The association’s experts discovered and tested 6 inherent weaknesses on 38 smart lock models of domestic and international brands such as Samsung and Dormakaba (Switzerland).

Smart locks may not be as secure as you think
Smart locks can be easily purchased on many Chinese e-commerce sites for 0-520. (Image: Shutterstock).

One of the biggest problems turned out to be the smart lock’s signature fingerprint recognition feature . Out of 36 randomly selected smart lock types, 32 were disabled by fake fingerprints.

With the advantages of convenience, smart locks have won the hearts of many users in the West. AV-Test, an independent German security assessment organization, conducted a test in 2017 and came to the conclusion that most smart locks are free of vulnerabilities that can be exploited.

However, in the past, security researchers have found ways to disable certain types of smart locks.

Since the beginning of 2019, China has begun to warn users about the quality of smart locks. Specifically, a consumer safety watchdog claimed that 15% of the top 40 smart locks they tested could be completely bypassed.

The Chinese side has also issued warnings about locks equipped with facial recognition function and using smart cards.

According to the Consumer Associations in Beijing, Tianjin and Hebei, among the key types that have been “passed” are products of brands advertised with the ability to distinguish real and fake fingerprints.

Smart locks may not be as secure as you think
Smart locks may not be as secure as you think , put the printed image in front of the facial recognition key, or use something called a “black box”. (Photo: JSTV/Miaopai).

The list includes some well-known brands such as device maker Haier and Qihoo 360, China’s largest cybersecurity company.
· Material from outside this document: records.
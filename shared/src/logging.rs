//! Subscriber installation for shells that own the process.
//!
//! The core only emits `tracing` events. A shell that wants them on stderr
//! calls [`init`] once at startup; embedding shells with their own subscriber
//! skip it.

use tracing_subscriber::{fmt, prelude::*, EnvFilter};

/// Errors that may occur while initializing logging.
#[derive(Debug, thiserror::Error)]
pub enum LoggingError {
    /// The fallback directive could not be parsed.
    #[error("Invalid log filter '{directive}': {source}")]
    Filter {
        directive: String,
        source: tracing_subscriber::filter::ParseError,
    },
    /// Failed to set the global tracing subscriber.
    #[error("Failed to install global tracing subscriber: {0}")]
    SetGlobal(#[from] tracing_subscriber::util::TryInitError),
}

/// Install a fmt subscriber filtered by `RUST_LOG`, or by `default_directive`
/// when `RUST_LOG` is unset or invalid.
///
/// Subsequent calls are no-ops.
pub fn init(default_directive: &str) -> Result<(), LoggingError> {
    if tracing::dispatcher::has_been_set() {
        return Ok(());
    }

    let env_filter = match EnvFilter::try_from_default_env() {
        Ok(filter) => filter,
        Err(_) => EnvFilter::try_new(default_directive).map_err(|source| LoggingError::Filter {
            directive: default_directive.to_string(),
            source,
        })?,
    };

    tracing_subscriber::registry()
        .with(fmt::layer().with_writer(std::io::stderr).with_target(true))
        .with(env_filter)
        .try_init()?;
    Ok(())
}
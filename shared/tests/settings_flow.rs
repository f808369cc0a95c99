mod common;

use assert_matches::assert_matches;
use crux_core::Request;
use serde_json::{json, Value};

use dataset_ui::capabilities::{
    HttpError, HttpMethod, HttpOperation, HttpResponse, TimerOperation, TimerOutput,
};
use dataset_ui::settings::{SaveStatus, SettingsField};
use dataset_ui::{CoreConfig, Effect, Event};

use common::{http_requests, is_render, renders, timers, Harness};

fn single_http(effects: Vec<Effect>) -> Request<HttpOperation> {
    let mut requests = http_requests(effects);
    assert_eq!(requests.len(), 1, "expected exactly one http request");
    requests.remove(0)
}

fn single_timer(effects: Vec<Effect>) -> Request<TimerOperation> {
    let mut timers = timers(effects);
    assert_eq!(timers.len(), 1, "expected exactly one timer");
    timers.remove(0)
}

fn open_with(h: &mut Harness, body: Value) {
    let mut load = single_http(h.send(Event::SettingsOpened));
    {
        let request = load.operation.request();
        assert_eq!(request.method(), HttpMethod::Get);
        assert_eq!(request.path(), "/api/settings");
    }
    h.resolve(&mut load, Ok(HttpResponse::ok(body.to_string())));
}

fn sent_document(request: &Request<HttpOperation>) -> Value {
    serde_json::from_slice(request.operation.request().body().unwrap()).unwrap()
}

fn field_values(h: &Harness) -> Vec<String> {
    h.view()
        .settings
        .unwrap()
        .fields
        .into_iter()
        .map(|field| field.value)
        .collect()
}

fn status(h: &Harness) -> SaveStatus {
    h.model.settings.as_ref().unwrap().status()
}

#[test]
fn loaded_settings_post_back_unchanged() {
    let mut h = Harness::default();
    let document = json!({
        "HF_TOKEN": "abc",
        "TRAINING_FOLDER": "",
        "DATASETS_FOLDER": "/data"
    });
    open_with(&mut h, document.clone());

    let view = h.view().settings.unwrap();
    assert!(!view.loading);
    assert_eq!(field_values(&h), ["abc", "", "/data"]);

    let save = single_http(h.send(Event::SettingsSubmitted));
    let request = save.operation.request();
    assert_eq!(request.method(), HttpMethod::Post);
    assert_eq!(request.path(), "/api/settings");
    assert_eq!(request.content_type(), Some("application/json"));
    assert_eq!(sent_document(&save), document);
}

#[test]
fn missing_and_null_keys_load_as_empty() {
    let mut h = Harness::default();
    open_with(&mut h, json!({ "HF_TOKEN": null, "DATASETS_FOLDER": "/d" }));
    assert_eq!(field_values(&h), ["", "", "/d"]);

    let save = single_http(h.send(Event::SettingsSubmitted));
    assert_eq!(
        sent_document(&save),
        json!({ "HF_TOKEN": "", "TRAINING_FOLDER": "", "DATASETS_FOLDER": "/d" })
    );
}

#[test]
fn one_mistyped_key_does_not_blank_the_others() {
    let mut h = Harness::default();
    open_with(
        &mut h,
        json!({ "HF_TOKEN": "abc", "TRAINING_FOLDER": 5, "DATASETS_FOLDER": { "x": 1 } }),
    );
    assert_eq!(field_values(&h), ["abc", "5", ""]);
    assert_eq!(h.view().settings.unwrap().status_message, None);
}

#[test]
fn failed_load_leaves_empty_editable_form() {
    let mut h = Harness::default();
    let mut load = single_http(h.send(Event::SettingsOpened));
    let request_id = load.operation.request().request_id().to_string();
    h.resolve(
        &mut load,
        Err(HttpError::Timeout {
            timeout_ms: 30_000,
            request_id,
        }),
    );

    let view = h.view().settings.unwrap();
    assert!(!view.loading);
    assert_eq!(view.status_message, None);
    assert_eq!(field_values(&h), ["", "", ""]);

    h.send(Event::SettingsFieldChanged {
        field: SettingsField::TrainingFolder,
        value: "/train".into(),
    });
    assert_eq!(field_values(&h), ["", "/train", ""]);
}

#[test]
fn rejected_load_leaves_empty_form() {
    let mut h = Harness::default();
    let mut load = single_http(h.send(Event::SettingsOpened));
    h.resolve(&mut load, Ok(HttpResponse::new(500, r#"{"HF_TOKEN":"x"}"#)));
    assert!(!h.view().settings.unwrap().loading);
    assert_eq!(field_values(&h), ["", "", ""]);
}

#[test]
fn edits_are_sent_on_submit() {
    let mut h = Harness::default();
    open_with(&mut h, json!({}));
    h.send(Event::SettingsFieldChanged {
        field: SettingsField::HfToken,
        value: "hf_new".into(),
    });

    let save = single_http(h.send(Event::SettingsSubmitted));
    assert_eq!(sent_document(&save)["HF_TOKEN"], "hf_new");
}

#[test]
fn submit_is_ignored_while_saving() {
    let mut h = Harness::default();
    open_with(&mut h, json!({}));

    let _save = single_http(h.send(Event::SettingsSubmitted));
    assert_eq!(status(&h), SaveStatus::Saving);
    let view = h.view().settings.unwrap();
    assert!(view.submit_disabled);
    assert_eq!(view.submit_label, "Saving...");

    assert!(h.send(Event::SettingsSubmitted).is_empty());
}

#[test]
fn success_banner_clears_after_interval() {
    let mut h = Harness::default();
    open_with(&mut h, json!({}));
    let mut save = single_http(h.send(Event::SettingsSubmitted));

    let effects = h.resolve(&mut save, Ok(HttpResponse::ok("{}")));
    assert_eq!(renders(&effects), 1);
    let mut timer = single_timer(effects);
    assert_matches!(timer.operation, TimerOperation::After { millis: 2000, .. });

    let view = h.view().settings.unwrap();
    assert_eq!(
        view.status_message.as_deref(),
        Some("Settings saved successfully!")
    );
    assert!(!view.status_is_error);

    let effects = h.resolve(&mut timer, TimerOutput::Elapsed);
    assert!(is_render(&effects[0]));
    assert_eq!(status(&h), SaveStatus::Idle);
    assert_eq!(h.view().settings.unwrap().status_message, None);
}

#[test]
fn rejected_save_shows_error() {
    let mut h = Harness::default();
    open_with(&mut h, json!({}));
    let mut save = single_http(h.send(Event::SettingsSubmitted));

    let effects = h.resolve(&mut save, Ok(HttpResponse::new(500, "disk full")));
    let _timer = single_timer(effects);
    let view = h.view().settings.unwrap();
    assert_eq!(
        view.status_message.as_deref(),
        Some("Error saving settings. Please try again.")
    );
    assert!(view.status_is_error);
    assert_eq!(view.submit_label, "Save Settings");
}

#[test]
fn stale_timer_does_not_clear_newer_status() {
    let mut h = Harness::default();
    open_with(&mut h, json!({}));

    let mut first_save = single_http(h.send(Event::SettingsSubmitted));
    let mut first_timer = single_timer(h.resolve(&mut first_save, Ok(HttpResponse::ok(""))));

    let mut second_save = single_http(h.send(Event::SettingsSubmitted));
    let mut second_timer =
        single_timer(h.resolve(&mut second_save, Ok(HttpResponse::new(503, ""))));

    assert!(h.resolve(&mut first_timer, TimerOutput::Elapsed).is_empty());
    assert_eq!(status(&h), SaveStatus::Error);

    h.resolve(&mut second_timer, TimerOutput::Elapsed);
    assert_eq!(status(&h), SaveStatus::Idle);
}

#[test]
fn custom_clear_interval_is_used() {
    let mut h = Harness::default();
    let config = CoreConfig::from_json(r#"{ "status_clear_after_ms": 750 }"#).unwrap();
    h.send(Event::Configured {
        config: Box::new(config),
    });
    open_with(&mut h, json!({}));
    let mut save = single_http(h.send(Event::SettingsSubmitted));
    let timer = single_timer(h.resolve(&mut save, Ok(HttpResponse::ok(""))));
    assert_matches!(timer.operation, TimerOperation::After { millis: 750, .. });
}

#[test]
fn configured_origin_is_used_for_settings() {
    let mut h = Harness::default();
    let config = CoreConfig::from_json(r#"{ "api_base": "https://backend.example:8443" }"#).unwrap();
    h.send(Event::Configured {
        config: Box::new(config),
    });

    let load = single_http(h.send(Event::SettingsOpened));
    assert_eq!(
        load.operation.request().url(),
        "https://backend.example:8443/api/settings"
    );
}

#[test]
fn responses_for_closed_panel_are_dropped() {
    let mut h = Harness::default();
    let mut load = single_http(h.send(Event::SettingsOpened));
    assert!(!h.send(Event::SettingsClosed).is_empty());

    let effects = h.resolve(&mut load, Ok(HttpResponse::ok(r#"{"HF_TOKEN":"late"}"#)));
    assert!(effects.is_empty());
    assert!(h.view().settings.is_none());
}

#[test]
fn reopened_panel_ignores_previous_session() {
    let mut h = Harness::default();
    let mut stale = single_http(h.send(Event::SettingsOpened));
    let mut fresh = single_http(h.send(Event::SettingsOpened));

    h.resolve(&mut fresh, Ok(HttpResponse::ok(r#"{"DATASETS_FOLDER":"/new"}"#)));
    let effects = h.resolve(&mut stale, Ok(HttpResponse::ok(r#"{"DATASETS_FOLDER":"/old"}"#)));
    assert!(effects.is_empty());
    assert_eq!(field_values(&h), ["", "", "/new"]);
}

#[test]
fn token_never_appears_in_debug_output() {
    let mut h = Harness::default();
    open_with(&mut h, json!({ "HF_TOKEN": "hf_very_secret" }));
    let debug = format!("{:?}", h.model);
    assert!(!debug.contains("hf_very_secret"));
}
The association began stringing together the reports after a video went viral in China claiming that “small black boxes” could easily break into smart locks.

In fact, these boxes that emit electromagnetic pulses are not effective against modern smart locks. However, the report reveals several other security issues of smart locks.

Specifically, of the 26 types of locks tested through the use of smart cards, 24 were disabled. Some smart locks stop working when the temperature drops very low.